A successful transition entails moving from being a “good planner” to becoming a “fast learner”. He adds that “you need to build the system as you go along, and you will discover more insights as technology goes forward."
Yon previously shared with GovInsider how the German military cultivated a startup culture.
The role of leadership in innovation
The responsibility for effecting change, Yon notes, lies squarely on leaders’ shoulders. At the heart of leadership lies the ability to ignite passion and set the stage and psychological safety for innovation to flourish.
“If an organisation lacks a culture of [bottom-up] innovation, it is, in reality, a failure of leadership culture. And developing the right leadership culture is the number one item in a leader’s job description,” he says.
However, he points out that aligning the team toward a collective vision is a challenging and continuous process. A strategy paper will not suffice in the VUCA world. An iterative, concerted effort of senior leaders and employees in co-creating the vision, executing it, learning and adapting it is needed.
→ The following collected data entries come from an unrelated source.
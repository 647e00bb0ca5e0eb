use dioxus::prelude::*;

/// White panel with a soft border. Every dashboard section sits in one.
#[component]
pub fn Card(
    #[props(extends = GlobalAttributes)] attributes: Vec<Attribute>,
    children: Element,
) -> Element {
    let base = vec![Attribute::new("class", "card", None, false)];
    let merged = dioxus_primitives::merge_attributes(vec![base, attributes]);

    rsx! {
        document::Link { rel: "stylesheet", href: asset!("./style.css") }
        div {
            ..merged,
            {children}
        }
    }
}

/// Title row of a [`Card`], with an optional trailing action.
#[component]
pub fn CardHeader(title: String, action: Option<Element>) -> Element {
    rsx! {
        div { class: "card-header",
            h3 { class: "card-title", "{title}" }
            if let Some(action) = action {
                div { class: "card-action", {action} }
            }
        }
    }
}

#[component]
pub fn CardContent(
    #[props(extends = GlobalAttributes)] attributes: Vec<Attribute>,
    children: Element,
) -> Element {
    let base = vec![Attribute::new("class", "card-content", None, false)];
    let merged = dioxus_primitives::merge_attributes(vec![base, attributes]);

    rsx! {
        div {
            ..merged,
            {children}
        }
    }
}
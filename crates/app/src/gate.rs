use dioxus::prelude::*;
use shared_types::{Role, Session};

use crate::routes::Route;
use crate::session::{use_session, SessionStore};

/// Result of checking the stored session against a dashboard's role.
#[derive(Debug, Clone, Copy, PartialEq)]
pub enum GateDecision {
    Admit(Session),
    Redirect,
}

/// Client-side check only. It decides what to render; it protects nothing on
/// the backend.
pub fn check_gate(store: &dyn SessionStore, required: Role) -> GateDecision {
    match store.get() {
        Some(session) if session.grants(required) => GateDecision::Admit(session),
        _ => GateDecision::Redirect,
    }
}

/// Renders `children` only for a session holding `required`; everyone else is
/// sent to the login screen.
///
/// The check runs in a mount effect, so server-rendered HTML and the first
/// client frame both show the placeholder. Children are not mounted, and so
/// fetch nothing, until the gate admits.
#[component]
pub fn SessionGate(required: Role, children: Element) -> Element {
    let session = use_session();
    let mut decision = use_signal(|| Option::<GateDecision>::None);

    use_effect(move || {
        let verdict = check_gate(session.store(), required);
        if verdict == GateDecision::Redirect {
            tracing::info!(%required, "no matching session, redirecting to login");
            navigator().replace(Route::Login {});
        }
        decision.set(Some(verdict));
    });

    gate_view(decision(), children)
}

/// What the gate shows for a decision. `children` appear only on `Admit`.
fn gate_view(decision: Option<GateDecision>, children: Element) -> Element {
    match decision {
        Some(GateDecision::Admit(_)) => rsx! { {children} },
        Some(GateDecision::Redirect) => rsx! {
            div { class: "gate-placeholder", "Redirecting to login..." }
        },
        None => rsx! {
            div { class: "gate-placeholder", "Checking session..." }
        },
    }
}
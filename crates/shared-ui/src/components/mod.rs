// Building blocks
pub mod badge;
pub mod button;
pub mod card;
pub mod modal;

// Dashboard pieces, built on the blocks above
pub mod client_table;
pub mod doc_item;
pub mod nav_item;
pub mod stat_card;
pub mod timeline;

pub use badge::*;
pub use button::*;
pub use card::*;
pub use client_table::*;
pub use doc_item::*;
pub use modal::*;
pub use nav_item::*;
pub use stat_card::*;
pub use timeline::*;
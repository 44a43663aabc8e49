//! `tracing` setup for `dealerd`.
//!
//! The `-v`/`-q` flags pick a [`Verbosity`]; `RUST_LOG`, when present,
//! replaces the whole filter.

use tracing::Level;
use tracing_subscriber::{fmt, prelude::*, EnvFilter};

/// Targets that follow the command-line verbosity.
const TARGETS: &[&str] = &["dealership", "dealerd", "tower_http"];

/// How chatty the process is.
#[derive(Debug, Clone, Copy, PartialEq, Eq, Default)]
pub enum Verbosity {
    /// `-q`: errors only.
    Quiet,
    /// Requests, orders and account changes.
    #[default]
    Normal,
    /// `-v`: SQL-level and extractor details.
    Verbose,
    /// `-vv`
    Trace,
}

impl Verbosity {
    /// Maximum level logged for the crate's own targets.
    #[must_use]
    pub fn level(self) -> Level {
        match self {
            Self::Quiet => Level::ERROR,
            Self::Normal => Level::INFO,
            Self::Verbose => Level::DEBUG,
            Self::Trace => Level::TRACE,
        }
    }

    /// Filter directive applied when `RUST_LOG` is unset, e.g.
    /// `dealership=INFO,dealerd=INFO,tower_http=INFO`.
    #[must_use]
    pub fn default_directive(self) -> String {
        let level = self.level();
        TARGETS
            .iter()
            .map(|target| format!("{target}={level}"))
            .collect::<Vec<_>>()
            .join(",")
    }
}

/// Install the global subscriber. Later calls are no-ops.
pub fn init_logging(verbosity: Verbosity) {
    let filter = EnvFilter::try_from_default_env()
        .unwrap_or_else(|_| EnvFilter::new(verbosity.default_directive()));

    let _ = tracing_subscriber::registry()
        .with(filter)
        .with(fmt::layer().with_target(true))
        .try_init();
}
Yon and his partners at innovation@scale have developed a framework entitled “Agile Leadership Heartbeat” to help large private and public sector organisations to implement an agile and entrepreneurial culture throughout all levels of management.
If roadblocks arise out of communication challenges Yon suggests positive reframing. “We introduced a simple rule. You cannot say that [the idea] cannot be done. You have to say that I believe in it if conditions one, two, or three are met,” he explains.
This fosters an environment that breaks down hurdles instinctively, allowing individuals to build on ideas rather than outright dismissing them.
As governments embark on the journey of digital transformation, they must thus embrace a proactive culture, positioning themselves as architects of their own destiny in the digital age to drive innovation forward.